BEGIN Source records

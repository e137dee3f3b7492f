//! # Random EVM program synthesizer
//!
//! Generates batches of syntactically valid, stack-safe EVM bytecode for benchmarking and
//! differential fuzzing. Every program is a straight line of opcodes drawn from a population,
//! each preceded by the operand pushes it needs. Operand values are random but bounded where an
//! unbounded value would make execution meaningless (memory offsets, shift amounts, exponents).
//!
//! Generation is deterministic: the same catalog, configuration and seed always produce the
//! same batch.
//!
//! ```
//! use evm_progen::{generate, Flavor, GenerationLimits};
//! use evm_progen_interface::BytecodeTemplates;
//!
//! let flavor = Flavor::ArithmeticV1;
//! let catalog = flavor.catalog().unwrap();
//! let config = evm_progen::GeneratorConfig {
//!     limits: GenerationLimits::gas(100),
//!     ..flavor.config()
//! };
//!
//! let programs = generate(&catalog, &BytecodeTemplates::evm(), config, 3, 123_123_123).unwrap();
//! assert_eq!(programs.len(), 3);
//! assert!(programs.iter().all(|program| program.to_hex().starts_with("7f")));
//! ```

pub use self::{
    config::{Dominant, Flavor, GenerationLimits, GeneratorConfig, Preamble, PushPolicy},
    driver::{generate, ProgramBatchDriver},
    error::{ConfigurationError, GenerationError, InvariantViolation},
    output::{write_programs, OutputError, OutputMode},
    resolver::OpClassResolver,
    stack::{StackDiscipline, StackState},
    synthesizer::{InstructionSynthesizer, Program, ProgramSettings, ResourceUsage},
};

mod assembler;
mod config;
pub mod decode;
mod driver;
mod error;
mod output;
mod resolver;
mod stack;
mod synthesizer;
#[cfg(test)]
mod tests;
//! # EVM program synthesizer interface
//!
//! This crate holds the data the synthesizer consumes but never produces: the opcode
//! catalog (byte, mnemonic, stack arity, gas, immediate size) and the fixed byte templates
//! spliced into generated programs (memory preallocation, jump landing, terminal marker).
//!
//! The catalog is built once and is immutable afterwards. Every concrete opcode carries an
//! [`OperandStrategy`] that is assigned while the catalog is built, so the generation loop
//! dispatches on a single precomputed value instead of testing family membership per draw.
//!
//! ```
//! use evm_progen_interface::{opcodes, OpcodeCatalog, OpcodeClass, OperandStrategy};
//!
//! let catalog = OpcodeCatalog::builder()
//!     .population([OpcodeClass::Concrete(opcodes::ADD), OpcodeClass::Push])
//!     .build()
//!     .unwrap();
//!
//! let add = catalog.get(opcodes::ADD).unwrap();
//! assert_eq!(add.mnemonic, "ADD");
//! assert_eq!((add.removed, add.added), (2, 1));
//! assert_eq!(add.strategy, OperandStrategy::Unconstrained);
//! assert!(catalog.contains(OpcodeClass::Push));
//! ```

pub use self::{
    catalog::{CatalogError, OpcodeCatalog, OpcodeCatalogBuilder},
    opcode::{OpcodeClass, OpcodeSpec, OperandStrategy},
    templates::BytecodeTemplates,
};

mod catalog;
mod opcode;
pub mod opcodes;
mod templates;
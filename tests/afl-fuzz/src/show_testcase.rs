use std::{env, fs};

use anyhow::Context as _;
use evm_progen_afl_fuzz::GeneratorInput;

fn main() -> anyhow::Result<()> {
    let filename = env::args()
        .nth(1)
        .context("Please provide the test case to show as argument.")?;
    let bytes = fs::read(&filename).with_context(|| format!("Failed to read {filename}"))?;

    let input: GeneratorInput = arbitrary::Unstructured::new(&bytes)
        .arbitrary()
        .context("Test case does not decode into a generator input")?;
    println!("{input:#?}");

    let catalog = input.catalog();
    println!("{:#?}", input.config(&catalog));

    match input.check() {
        Some(programs) => {
            for program in programs {
                println!("{} ({:?})", program.to_hex(), program.usage);
            }
        }
        None => println!("Configuration rejected"),
    }
    Ok(())
}
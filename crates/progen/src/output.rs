//! Rendering of generated batches.

use std::{fmt, io, str::FromStr};

use crate::synthesizer::Program;

/// How a batch is written.
#[derive(Debug, Clone, Copy, Default, PartialEq, Eq)]
pub enum OutputMode {
    /// One hex literal per line.
    #[default]
    Lines,
    /// CSV with a header: `program_id,bytecode` and, when requested, `dominant`.
    Csv,
}

impl fmt::Display for OutputMode {
    fn fmt(&self, formatter: &mut fmt::Formatter<'_>) -> fmt::Result {
        formatter.write_str(match self {
            Self::Lines => "lines",
            Self::Csv => "csv",
        })
    }
}

impl FromStr for OutputMode {
    type Err = String;

    fn from_str(mode: &str) -> Result<Self, Self::Err> {
        match mode {
            "lines" => Ok(Self::Lines),
            "csv" => Ok(Self::Csv),
            _ => Err(format!("unknown output mode `{mode}`")),
        }
    }
}

/// Failure to write a batch.
#[derive(Debug, thiserror::Error)]
pub enum OutputError {
    /// Writing lines failed.
    #[error("failed to write programs: {0}")]
    Io(#[from] io::Error),
    /// Writing CSV rows failed.
    #[error("failed to write CSV: {0}")]
    Csv(#[from] csv::Error),
}

/// Writes `programs` to `writer`. The dominant column is only written if `with_dominant` is set.
///
/// # Errors
///
/// Propagates I/O errors of `writer`.
pub fn write_programs<W: io::Write>(
    mut writer: W,
    programs: &[Program],
    mode: OutputMode,
    with_dominant: bool,
) -> Result<(), OutputError> {
    match mode {
        OutputMode::Lines => {
            for program in programs {
                writeln!(writer, "{}", program.to_hex())?;
            }
            writer.flush()?;
        }
        OutputMode::Csv => {
            let mut csv = csv::Writer::from_writer(writer);
            if with_dominant {
                csv.write_record(["program_id", "bytecode", "dominant"])?;
            } else {
                csv.write_record(["program_id", "bytecode"])?;
            }
            for (index, program) in programs.iter().enumerate() {
                let index = index.to_string();
                let bytecode = program.to_hex();
                if with_dominant {
                    let dominant = program.dominant.as_deref().unwrap_or_default();
                    csv.write_record([index.as_str(), bytecode.as_str(), dominant])?;
                } else {
                    csv.write_record([index.as_str(), bytecode.as_str()])?;
                }
            }
            csv.flush()?;
        }
    }
    Ok(())
}

#[cfg(test)]
mod tests {
    use pretty_assertions::assert_eq;

    use super::*;
    use crate::synthesizer::ResourceUsage;

    fn programs() -> Vec<Program> {
        vec![
            Program {
                bytecode: vec![0x60, 0x01, 0x50],
                dominant: Some("ADD".to_owned()),
                usage: ResourceUsage::default(),
            },
            Program {
                bytecode: vec![0x5b],
                dominant: None,
                usage: ResourceUsage::default(),
            },
        ]
    }

    #[test]
    fn lines() {
        let mut out = Vec::new();
        write_programs(&mut out, &programs(), OutputMode::Lines, true).unwrap();
        assert_eq!(String::from_utf8(out).unwrap(), "600150\n5b\n");
    }

    #[test]
    fn csv_with_and_without_dominant() {
        let mut out = Vec::new();
        write_programs(&mut out, &programs(), OutputMode::Csv, true).unwrap();
        assert_eq!(
            String::from_utf8(out).unwrap(),
            "program_id,bytecode,dominant\n0,600150,ADD\n1,5b,\n"
        );

        let mut out = Vec::new();
        write_programs(&mut out, &programs(), OutputMode::Csv, false).unwrap();
        assert_eq!(
            String::from_utf8(out).unwrap(),
            "program_id,bytecode\n0,600150\n1,5b\n"
        );
    }

    #[test]
    fn mode_names() {
        assert_eq!("csv".parse::<OutputMode>(), Ok(OutputMode::Csv));
        assert_eq!(OutputMode::Lines.to_string(), "lines");
        assert!("tsv".parse::<OutputMode>().is_err());
    }
}
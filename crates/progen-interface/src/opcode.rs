use std::{fmt, ops::RangeInclusive};

use crate::opcodes;

/// How the synthesizer fills in the stack inputs of an opcode.
///
/// Assigned once per opcode when the catalog is built.
#[derive(Debug, Clone, Copy, PartialEq, Eq, Hash)]
#[cfg_attr(feature = "arbitrary", derive(arbitrary::Arbitrary))]
pub enum OperandStrategy {
    /// Takes no stack inputs.
    Nullary,
    /// Every input is an unconstrained value of the configured push width.
    Unconstrained,
    /// `EXP`: a full-width base, an exponent below 256 and a `SWAP1` so the exponent ends up second.
    Exponent,
    /// `BYTE`, `SIGNEXTEND`: one unconstrained value plus a byte index in `0..=31` on top.
    ByteIndex,
    /// `SHL`, `SHR`, `SAR`: one unconstrained value plus a shift amount in `0..=255` on top.
    Shift,
    /// Memory and calldata reads; every input is an offset or length below 16 KiB.
    MemoryRead,
    /// `MSTORE`, `MSTORE8`: an unconstrained value, then an offset below 16 KiB.
    MemoryWrite,
    /// `JUMP`, `JUMPI`: the destination comes from the jump landing template.
    Jump,
}

impl OperandStrategy {
    /// Classifies a concrete opcode.
    pub fn classify(opcode: u8, removed: u8) -> Self {
        match opcode {
            opcodes::EXP => Self::Exponent,
            opcodes::BYTE | opcodes::SIGNEXTEND => Self::ByteIndex,
            opcodes::SHL | opcodes::SHR | opcodes::SAR => Self::Shift,
            opcodes::CALLDATALOAD
            | opcodes::CALLDATASIZE
            | opcodes::CALLDATACOPY
            | opcodes::CODECOPY
            | opcodes::MLOAD => Self::MemoryRead,
            opcodes::MSTORE | opcodes::MSTORE8 => Self::MemoryWrite,
            opcodes::JUMP | opcodes::JUMPI => Self::Jump,
            _ if removed == 0 => Self::Nullary,
            _ => Self::Unconstrained,
        }
    }

    /// Returns `true` for strategies whose operands are only safe on a freshly cleaned stack.
    pub fn needs_clean_stack(self) -> bool {
        matches!(self, Self::MemoryRead | Self::MemoryWrite)
    }
}

/// Static description of one concrete opcode.
#[derive(Debug, Clone, Copy, PartialEq, Eq)]
pub struct OpcodeSpec {
    /// Opcode byte.
    pub opcode: u8,
    /// Human-readable name, e.g. `ADDMOD`.
    pub mnemonic: &'static str,
    /// Number of stack values consumed.
    pub removed: u8,
    /// Number of stack values produced.
    pub added: u8,
    /// Static gas cost.
    pub gas: u32,
    /// Number of immediate bytes following the opcode.
    pub immediate: u8,
    /// Operand synthesis strategy.
    pub strategy: OperandStrategy,
}

impl OpcodeSpec {
    /// Creates a spec and classifies its operand strategy.
    pub fn new(
        opcode: u8,
        mnemonic: &'static str,
        removed: u8,
        added: u8,
        gas: u32,
        immediate: u8,
    ) -> Self {
        Self {
            opcode,
            mnemonic,
            removed,
            added,
            gas,
            immediate,
            strategy: OperandStrategy::classify(opcode, removed),
        }
    }

    /// Number of stack inputs the synthesizer has to provide.
    ///
    /// Jumps get their destination from the landing template, so it is not counted.
    pub fn operand_arity(&self) -> u8 {
        match self.strategy {
            OperandStrategy::Jump => self.removed.saturating_sub(1),
            _ => self.removed,
        }
    }
}

/// A selectable element of the opcode population.
///
/// The family variants stand for all of their members and are resolved to a concrete opcode
/// every time they are drawn.
#[derive(Debug, Clone, Copy, PartialEq, Eq, Hash)]
#[cfg_attr(feature = "arbitrary", derive(arbitrary::Arbitrary))]
pub enum OpcodeClass {
    /// A single opcode.
    Concrete(u8),
    /// `PUSH1..=PUSH32`.
    Push,
    /// `DUP1..=DUP16`.
    Dup,
    /// `SWAP1..=SWAP16`.
    Swap,
}

impl OpcodeClass {
    /// Members of a family, or `None` for a concrete opcode.
    pub fn family(self) -> Option<RangeInclusive<u8>> {
        match self {
            Self::Concrete(_) => None,
            Self::Push => Some(opcodes::PUSH1..=opcodes::PUSH32),
            Self::Dup => Some(opcodes::DUP1..=opcodes::DUP16),
            Self::Swap => Some(opcodes::SWAP1..=opcodes::SWAP16),
        }
    }

    /// Concrete opcodes this class stands for.
    pub fn members(self) -> RangeInclusive<u8> {
        match self {
            Self::Concrete(opcode) => opcode..=opcode,
            family => family.family().unwrap_or(0..=0),
        }
    }

    /// Parses a family name (`PUSH`, `DUP`, `SWAP`, optionally suffixed with `class`).
    pub fn parse_family(name: &str) -> Option<Self> {
        let name = name.strip_suffix("class").unwrap_or(name);
        if name.eq_ignore_ascii_case("PUSH") {
            Some(Self::Push)
        } else if name.eq_ignore_ascii_case("DUP") {
            Some(Self::Dup)
        } else if name.eq_ignore_ascii_case("SWAP") {
            Some(Self::Swap)
        } else {
            None
        }
    }
}

impl fmt::Display for OpcodeClass {
    fn fmt(&self, formatter: &mut fmt::Formatter<'_>) -> fmt::Result {
        match self {
            Self::Concrete(opcode) => write!(formatter, "{opcode:#04x}"),
            Self::Push => formatter.write_str("PUSH"),
            Self::Dup => formatter.write_str("DUP"),
            Self::Swap => formatter.write_str("SWAP"),
        }
    }
}

#[cfg(test)]
mod tests {
    use super::*;

    #[test]
    fn classification() {
        assert_eq!(OperandStrategy::classify(opcodes::ADD, 2), OperandStrategy::Unconstrained);
        assert_eq!(OperandStrategy::classify(opcodes::EXP, 2), OperandStrategy::Exponent);
        assert_eq!(OperandStrategy::classify(opcodes::SAR, 2), OperandStrategy::Shift);
        assert_eq!(OperandStrategy::classify(opcodes::GAS, 0), OperandStrategy::Nullary);
        assert_eq!(OperandStrategy::classify(opcodes::CALLDATASIZE, 0), OperandStrategy::MemoryRead);
        assert!(OperandStrategy::MemoryWrite.needs_clean_stack());
        assert!(!OperandStrategy::Jump.needs_clean_stack());
    }

    #[test]
    fn jumps_do_not_synthesize_their_destination() {
        let jumpi = OpcodeSpec::new(opcodes::JUMPI, "JUMPI", 2, 0, 10, 0);
        assert_eq!(jumpi.operand_arity(), 1);
        let jump = OpcodeSpec::new(opcodes::JUMP, "JUMP", 1, 0, 8, 0);
        assert_eq!(jump.operand_arity(), 0);
    }

    #[test]
    fn families() {
        assert_eq!(OpcodeClass::Push.family().map(Iterator::count), Some(32));
        assert_eq!(OpcodeClass::Dup.family().map(Iterator::count), Some(16));
        assert_eq!(OpcodeClass::Swap.family().map(Iterator::count), Some(16));
        assert_eq!(OpcodeClass::Concrete(opcodes::ADD).family(), None);
        assert_eq!(OpcodeClass::parse_family("SWAPclass"), Some(OpcodeClass::Swap));
        assert_eq!(OpcodeClass::parse_family("dup"), Some(OpcodeClass::Dup));
        assert_eq!(OpcodeClass::parse_family("ADD"), None);
    }
}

END Source records

**Work required**
The word "only" may appear in lines of the entries. State how many lines hold it, as a number alone.

**Response**
2